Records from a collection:
⁂

//! Test command implementation.
//!
//! Runs one poll cycle against the upstream and displays the result.

use alertsite_exporter::Config;
use tokio_util::sync::CancellationToken;

use crate::cli::TestOutput;
use crate::state::build_components;

/// Runs exactly one poll cycle.
pub async fn command_test(format: TestOutput, config: &Config) -> anyhow::Result<()> {
    let components = build_components(config)?;
    let report = components
        .poller
        .run_cycle(&CancellationToken::new())
        .await;

    if let TestOutput::Exposition = format {
        print!("{}", components.snapshot.current()?.text());
        println!();
        return if report.refreshed {
            Ok(())
        } else {
            anyhow::bail!("poll cycle fetched no target data")
        };
    }

    println!("🧪 AlertSite Exporter - Test Mode");
    println!("==================================");
    println!(
        "\n🔑 Access token: {}",
        if report.token_obtained { "✅ obtained" } else { "❌ not obtained" }
    );
    if report.token_rejected {
        println!("   ⚠️  Upstream rejected the token once, refresh attempted");
    }

    println!("\n🌍 Regions:");
    for region in &report.regions_ok {
        println!("   ├─ ✅ {}", region);
    }
    for region in &report.regions_failed {
        println!("   ├─ ❌ {}", region);
    }

    println!(
        "\n   ⏱️  Cycle duration: {:.2}ms",
        report.duration.as_secs_f64() * 1000.0
    );
    println!("   📊 Targets exported: {}", report.targets);
    println!("   🚨 Unhealthy targets: {}", report.unhealthy);
    println!("   ❔ Unparseable values: {}", report.parse_failures);

    if report.refreshed {
        println!("\n✅ Test completed successfully");
        Ok(())
    } else {
        println!("\n❌ Cycle fetched no target data");
        std::process::exit(1);
    }
}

⁂

▸ **EXERCISE DIRECTIONS**
Among the lines of the entries, count those containing the string "else" and give only the number.

▸ **WRITTEN RESPONSE**
3